Segment Start: EXTRACTED DATA
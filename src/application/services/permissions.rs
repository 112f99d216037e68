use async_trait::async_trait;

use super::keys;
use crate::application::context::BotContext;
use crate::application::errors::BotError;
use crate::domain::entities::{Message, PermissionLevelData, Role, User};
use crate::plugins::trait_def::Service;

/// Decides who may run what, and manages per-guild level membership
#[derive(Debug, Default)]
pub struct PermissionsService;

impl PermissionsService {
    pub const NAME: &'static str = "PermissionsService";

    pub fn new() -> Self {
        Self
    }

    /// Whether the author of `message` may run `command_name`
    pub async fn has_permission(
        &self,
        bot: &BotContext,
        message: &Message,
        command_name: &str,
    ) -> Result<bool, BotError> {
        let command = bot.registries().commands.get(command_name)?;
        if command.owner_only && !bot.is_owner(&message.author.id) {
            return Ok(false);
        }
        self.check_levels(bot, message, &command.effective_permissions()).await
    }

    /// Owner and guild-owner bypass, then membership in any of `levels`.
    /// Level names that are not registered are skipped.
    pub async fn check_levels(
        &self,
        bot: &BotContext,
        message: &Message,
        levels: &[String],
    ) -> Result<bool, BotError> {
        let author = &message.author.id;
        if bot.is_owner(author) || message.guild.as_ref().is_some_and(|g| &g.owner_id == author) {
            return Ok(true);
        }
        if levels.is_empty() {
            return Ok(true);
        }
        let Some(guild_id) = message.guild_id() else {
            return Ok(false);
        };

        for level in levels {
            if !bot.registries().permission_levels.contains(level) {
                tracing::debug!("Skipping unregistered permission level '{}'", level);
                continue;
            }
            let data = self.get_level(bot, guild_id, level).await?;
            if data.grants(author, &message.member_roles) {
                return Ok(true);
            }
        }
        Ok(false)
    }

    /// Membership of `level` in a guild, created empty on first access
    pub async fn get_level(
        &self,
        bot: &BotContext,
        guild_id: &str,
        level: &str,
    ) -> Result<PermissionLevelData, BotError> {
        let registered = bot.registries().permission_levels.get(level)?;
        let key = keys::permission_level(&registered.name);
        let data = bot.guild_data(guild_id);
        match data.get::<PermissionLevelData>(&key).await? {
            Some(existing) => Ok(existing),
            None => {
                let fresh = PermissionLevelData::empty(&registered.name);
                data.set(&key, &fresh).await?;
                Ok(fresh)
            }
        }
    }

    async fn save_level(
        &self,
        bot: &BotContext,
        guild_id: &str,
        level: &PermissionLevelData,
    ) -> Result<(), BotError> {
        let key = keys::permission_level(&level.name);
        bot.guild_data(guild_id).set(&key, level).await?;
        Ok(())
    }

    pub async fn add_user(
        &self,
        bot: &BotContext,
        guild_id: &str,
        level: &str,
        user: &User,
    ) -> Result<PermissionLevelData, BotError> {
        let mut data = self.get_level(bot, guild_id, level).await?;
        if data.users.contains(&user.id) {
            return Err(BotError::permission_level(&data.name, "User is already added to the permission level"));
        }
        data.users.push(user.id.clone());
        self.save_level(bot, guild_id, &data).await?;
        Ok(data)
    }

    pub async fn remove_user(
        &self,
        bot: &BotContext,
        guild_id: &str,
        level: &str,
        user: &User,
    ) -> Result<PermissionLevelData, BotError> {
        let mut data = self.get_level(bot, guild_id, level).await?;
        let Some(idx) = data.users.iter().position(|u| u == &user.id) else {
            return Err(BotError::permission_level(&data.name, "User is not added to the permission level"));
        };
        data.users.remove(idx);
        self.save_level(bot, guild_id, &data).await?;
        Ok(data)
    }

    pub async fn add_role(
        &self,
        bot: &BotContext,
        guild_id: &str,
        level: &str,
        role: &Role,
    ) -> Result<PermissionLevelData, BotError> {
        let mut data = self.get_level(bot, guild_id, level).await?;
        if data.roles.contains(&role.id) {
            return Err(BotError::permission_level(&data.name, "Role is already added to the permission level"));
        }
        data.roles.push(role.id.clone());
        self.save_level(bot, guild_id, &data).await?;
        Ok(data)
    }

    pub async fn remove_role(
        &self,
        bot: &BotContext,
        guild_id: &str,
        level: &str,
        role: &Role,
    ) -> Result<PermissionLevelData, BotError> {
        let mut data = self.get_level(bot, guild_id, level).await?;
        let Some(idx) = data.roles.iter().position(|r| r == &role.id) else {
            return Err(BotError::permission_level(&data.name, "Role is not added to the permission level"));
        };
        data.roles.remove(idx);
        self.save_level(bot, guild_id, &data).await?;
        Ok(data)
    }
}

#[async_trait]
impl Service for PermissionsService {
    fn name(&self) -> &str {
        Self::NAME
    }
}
Segment End: EXTRACTED DATA
- TASK PROMPT:
Copy every line above in which the string "PermissionsService" shows up.

- ANSWER FOR THIS EXERCISE:
pub struct PermissionsService;
impl PermissionsService {
    pub const NAME: &'static str = "PermissionsService";
impl Service for PermissionsService {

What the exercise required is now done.